CS772: Deep Learning for Natural Language Processing

Announcement

Join the MS Teams using the code 8ht1h3m

Course Details

CS772: Deep Learning for Natural Language Processing
Department of Computer Science and Engineering
Indian Institute of Technology Bombay

Time Table and Venue

Monday: 8:30 AM to 9:25 AM
Tuesday: 9:30 AM to 10:25 AM
Thursday: 10:30 PM to 11:25 AM

Motivation

Deep Learning (DL) is a framework for solving AI problems based on a network of neurons organized in many layers. DL has found heavy use in Natural Language Processing (NLP) too, including problems like machine translation, sentiment and emotion analysis, question answering, information extraction and so on, improving performance on automatic systems by order of magnitude.

The course CS626 (Speech, NLP and the Web) being taught in the first semester in CSE Dept IIT Bombay for last several years creates a strong foundation of NLP covering the whole NLP stack starting from morphology to part of speech tagging, to parsing and discourse and pragmatics. Students of the course which typically number more than 100, acquire a grip on tasks, techniques and linguistics of a plethora of NLP problems.
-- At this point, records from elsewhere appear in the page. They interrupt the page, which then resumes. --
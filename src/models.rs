use std::fmt;

use chrono::{DateTime, Datelike, NaiveDate, NaiveTime, Utc};
use serde::{Deserialize, Deserializer, Serialize};
use thiserror::Error;

/// Day of week as the provider API counts it: 0 is Sunday, 6 is Saturday.
#[derive(Debug, Clone, Copy, PartialEq, Eq, PartialOrd, Ord, Hash, Serialize, Deserialize)]
#[serde(try_from = "u8", into = "u8")]
pub struct DayOfWeek(u8);

#[derive(Debug, Clone, Copy, PartialEq, Eq, Error)]
#[error("weekday index {0} is outside 0-6")]
pub struct InvalidWeekday(pub u8);

const WEEKDAY_NAMES: [&str; 7] = [
    "Sunday",
    "Monday",
    "Tuesday",
    "Wednesday",
    "Thursday",
    "Friday",
    "Saturday",
];

impl DayOfWeek {
    pub fn new(index: u8) -> Result<Self, InvalidWeekday> {
        if index < 7 {
            Ok(Self(index))
        } else {
            Err(InvalidWeekday(index))
        }
    }

    /// The weekday a calendar date actually falls on.
    pub fn of(date: NaiveDate) -> Self {
        Self(date.weekday().num_days_from_sunday() as u8)
    }

    pub fn index(self) -> u8 {
        self.0
    }

    pub fn name(self) -> &'static str {
        WEEKDAY_NAMES[self.0 as usize]
    }

    /// All seven days in selector order, Sunday first.
    pub fn all() -> impl Iterator<Item = DayOfWeek> {
        (0..7).map(DayOfWeek)
    }
}

impl TryFrom<u8> for DayOfWeek {
    type Error = InvalidWeekday;

    fn try_from(value: u8) -> Result<Self, Self::Error> {
        Self::new(value)
    }
}

impl From<DayOfWeek> for u8 {
    fn from(value: DayOfWeek) -> Self {
        value.0
    }
}

impl fmt::Display for DayOfWeek {
    fn fmt(&self, f: &mut fmt::Formatter<'_>) -> fmt::Result {
        f.write_str(self.name())
    }
}

#[derive(Debug, Clone, Copy, PartialEq, Eq, Hash, Serialize, Deserialize)]
#[serde(rename_all = "lowercase")]
pub enum ClassType {
    Session,
    Term,
}

impl fmt::Display for ClassType {
    fn fmt(&self, f: &mut fmt::Formatter<'_>) -> fmt::Result {
        match self {
            ClassType::Session => f.write_str("session"),
            ClassType::Term => f.write_str("term"),
        }
    }
}

/// Unknown class types coming from the server are treated as "not selected".
fn lenient_class_type<'de, D>(deserializer: D) -> Result<Option<ClassType>, D::Error>
where
    D: Deserializer<'de>,
{
    let raw: Option<String> = Option::deserialize(deserializer)?;
    Ok(match raw.as_deref() {
        Some("session") => Some(ClassType::Session),
        Some("term") => Some(ClassType::Term),
        _ => None,
    })
}

#[derive(Debug, Clone, Copy, PartialEq, Eq, Serialize, Deserialize)]
#[serde(rename_all = "lowercase")]
pub enum AgeUnit {
    Years,
    Months,
}

#[derive(Debug, Clone, Copy, PartialEq, Eq, Serialize, Deserialize)]
#[serde(rename_all = "lowercase")]
pub enum TrialType {
    Free,
    Paid,
}

/// When a recurring schedule stops producing sessions.
#[derive(Debug, Clone, Copy, PartialEq, Eq, Default, Serialize, Deserialize)]
#[serde(tag = "type", rename_all = "lowercase")]
pub enum ScheduleEnd {
    #[default]
    Once,
    Specific {
        #[serde(rename = "endDay")]
        end_day: NaiveDate,
    },
    /// Runs until the enclosing term ends.
    Indefinitely,
}

#[derive(Debug, Clone, PartialEq, Serialize, Deserialize)]
#[serde(rename_all = "camelCase")]
pub struct SessionSlot {
    pub start_time: NaiveTime,
    pub end_time: NaiveTime,
    #[serde(default)]
    pub capacity: Option<u32>,
}

/// A materialized occurrence. Owned by the server; never edited here.
#[derive(Debug, Clone, PartialEq, Serialize, Deserialize)]
#[serde(rename_all = "camelCase")]
pub struct Session {
    pub id: i64,
    pub date: NaiveDate,
    #[serde(default)]
    pub schedule: Option<SessionSlot>,
}

#[derive(Debug, Clone, PartialEq, Serialize, Deserialize)]
#[serde(rename_all = "camelCase")]
pub struct Schedule {
    #[serde(default)]
    pub id: Option<i64>,
    pub day_of_week: DayOfWeek,
    #[serde(default)]
    pub day: Option<NaiveDate>,
    pub start_time: NaiveTime,
    pub end_time: NaiveTime,
    #[serde(default)]
    pub capacity: Option<u32>,
    #[serde(default)]
    pub end_date: Option<NaiveDate>,
    #[serde(default)]
    pub sessions: Vec<Session>,
}

#[derive(Debug, Clone, PartialEq, Serialize, Deserialize)]
#[serde(rename_all = "camelCase")]
pub struct Term {
    #[serde(default)]
    pub id: Option<i64>,
    pub name: String,
    #[serde(default)]
    pub capacity: Option<u32>,
    #[serde(default)]
    pub price: Option<f64>,
    pub start_date: NaiveDate,
    pub end_date: NaiveDate,
    #[serde(default)]
    pub schedules: Vec<Schedule>,
}

#[derive(Debug, Clone, PartialEq, Serialize, Deserialize)]
pub struct Discount {
    #[serde(default, skip_serializing_if = "Option::is_none")]
    pub id: Option<i64>,
    pub code: String,
    pub percent: f64,
}

#[derive(Debug, Clone, PartialEq, Serialize, Deserialize)]
#[serde(rename_all = "camelCase")]
pub struct Note {
    pub note: String,
    #[serde(default, skip_serializing_if = "Option::is_none")]
    pub created_at: Option<DateTime<Utc>>,
}

/// The class as the server represents it.
#[derive(Debug, Clone, Default, PartialEq, Serialize, Deserialize)]
#[serde(rename_all = "camelCase", default)]
pub struct Class {
    pub id: Option<i64>,
    pub name: String,
    pub chinese_name: String,
    pub description: String,
    pub chinese_description: String,
    pub from_age: Option<u32>,
    pub to_age: Option<u32>,
    pub age_type: Option<AgeUnit>,
    pub language_ids: Vec<i64>,
    pub interest_ids: Vec<i64>,
    #[serde(deserialize_with = "lenient_class_type")]
    pub class_type: Option<ClassType>,
    pub allow_single_session: bool,
    pub single_session_price: Option<f64>,
    pub allow_class_pack: bool,
    pub class_pack_quantity: Option<u32>,
    pub class_pack_price: Option<f64>,
    pub allow_midterm_booking: bool,
    pub allow_trial: bool,
    pub trial_type: Option<TrialType>,
    pub trial_price: Option<f64>,
    pub public: bool,
    pub schedules: Vec<Schedule>,
    pub terms: Vec<Term>,
    pub sessions: Vec<Session>,
    pub discounts: Vec<Discount>,
    pub notes: Vec<Note>,
    pub staff_ids: Vec<i64>,
    pub location_id: Option<i64>,
    pub room_id: Option<i64>,
}

#[derive(Debug, Clone, PartialEq, Serialize, Deserialize)]
pub struct Room {
    pub id: i64,
    pub name: String,
}

#[derive(Debug, Clone, PartialEq, Serialize, Deserialize)]
pub struct Location {
    pub id: i64,
    pub name: String,
    #[serde(default)]
    pub rooms: Vec<Room>,
}

#[derive(Debug, Clone, PartialEq, Serialize, Deserialize)]
pub struct Interest {
    pub id: i64,
    pub name: String,
}

#[derive(Debug, Clone, PartialEq, Serialize, Deserialize)]
#[serde(rename_all = "camelCase")]
pub struct StaffMember {
    pub id: i64,
    pub first_name: String,
    #[serde(default)]
    pub last_name: String,
}

#[derive(Debug, Clone, PartialEq, Serialize, Deserialize)]
pub struct Language {
    pub id: i64,
    pub name: String,
}

/// Selector options fetched once when the form mounts.
#[derive(Debug, Clone, Default, PartialEq)]
pub struct ReferenceData {
    pub locations: Vec<Location>,
    pub interests: Vec<Interest>,
    pub staff: Vec<StaffMember>,
    pub languages: Vec<Language>,
}

impl ReferenceData {
    pub fn location(&self, id: i64) -> Option<&Location> {
        self.locations.iter().find(|location| location.id == id)
    }
}

// Outgoing payloads. Each is only ever built by a successful validation.

#[derive(Debug, Clone, PartialEq, Serialize)]
#[serde(rename_all = "camelCase")]
pub struct NewSchedule {
    #[serde(skip_serializing_if = "Option::is_none")]
    pub capacity: Option<u32>,
    pub day_of_week: DayOfWeek,
    pub day: NaiveDate,
    pub start_time: NaiveTime,
    pub end_time: NaiveTime,
    #[serde(flatten)]
    pub until: ScheduleEnd,
}

#[derive(Debug, Clone, PartialEq, Serialize)]
#[serde(rename_all = "camelCase")]
pub struct NewTerm {
    pub name: String,
    pub capacity: u32,
    pub price: f64,
    pub start_date: NaiveDate,
    pub end_date: NaiveDate,
    pub schedules: Vec<NewSchedule>,
}

#[derive(Debug, Clone, PartialEq, Serialize)]
pub(crate) struct ScheduleRequest<'a> {
    pub schedule: &'a NewSchedule,
}

#[derive(Debug, Clone, PartialEq, Serialize)]
pub(crate) struct TermRequest<'a> {
    pub term: &'a NewTerm,
}

#[derive(Debug, Clone, PartialEq, Serialize)]
pub(crate) struct DiscountsRequest<'a> {
    pub discounts: &'a [Discount],
}

#[derive(Debug, Clone, PartialEq, Deserialize)]
pub struct DiscountsResponse {
    #[serde(default)]
    pub discounts: Vec<Discount>,
    #[serde(default)]
    pub message: Option<String>,
}

#[derive(Debug, Clone, PartialEq, Serialize)]
#[serde(rename_all = "camelCase")]
pub struct ResourcesPayload {
    pub staff_ids: Vec<i64>,
    pub location_id: i64,
    pub room_id: Option<i64>,
}

#[derive(Debug, Clone, PartialEq, Serialize)]
pub struct NotePayload {
    pub note: String,
}

/// Body of the main class form.
///
/// Schedules, terms, notes and resources are only sent when creating;
/// an existing class changes those through their own endpoints.
#[derive(Debug, Clone, PartialEq, Serialize)]
#[serde(rename_all = "camelCase")]
pub struct ClassPayload {
    pub name: String,
    pub chinese_name: String,
    pub description: String,
    pub chinese_description: String,
    pub from_age: Option<u32>,
    pub to_age: Option<u32>,
    pub age_type: Option<AgeUnit>,
    pub language_ids: Vec<i64>,
    pub interest_ids: Vec<i64>,
    pub class_type: ClassType,
    pub allow_single_session: bool,
    pub single_session_price: Option<f64>,
    pub allow_class_pack: bool,
    pub class_pack_quantity: Option<u32>,
    pub class_pack_price: Option<f64>,
    pub allow_midterm_booking: bool,
    pub allow_trial: bool,
    pub trial_type: Option<TrialType>,
    pub trial_price: Option<f64>,
    pub public: bool,
    #[serde(skip_serializing_if = "Vec::is_empty")]
    pub schedules: Vec<NewSchedule>,
    #[serde(skip_serializing_if = "Vec::is_empty")]
    pub terms: Vec<NewTerm>,
    #[serde(skip_serializing_if = "Vec::is_empty")]
    pub notes: Vec<NotePayload>,
    #[serde(flatten)]
    pub resources: Option<ResourcesPayload>,
}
CS772( Deep Learning for Natural Language Processing) comes as a natural sequel to CS626. Language tasks are examined through the lens of Deep Learning. Foundations and advancements in Deep Learning are taught, integrated with NLP problems. For example, sequence to sequence transformer is covered with application in machine translation. Similarly, various techniques in word embedding are taught with application to text classification, information extraction etc.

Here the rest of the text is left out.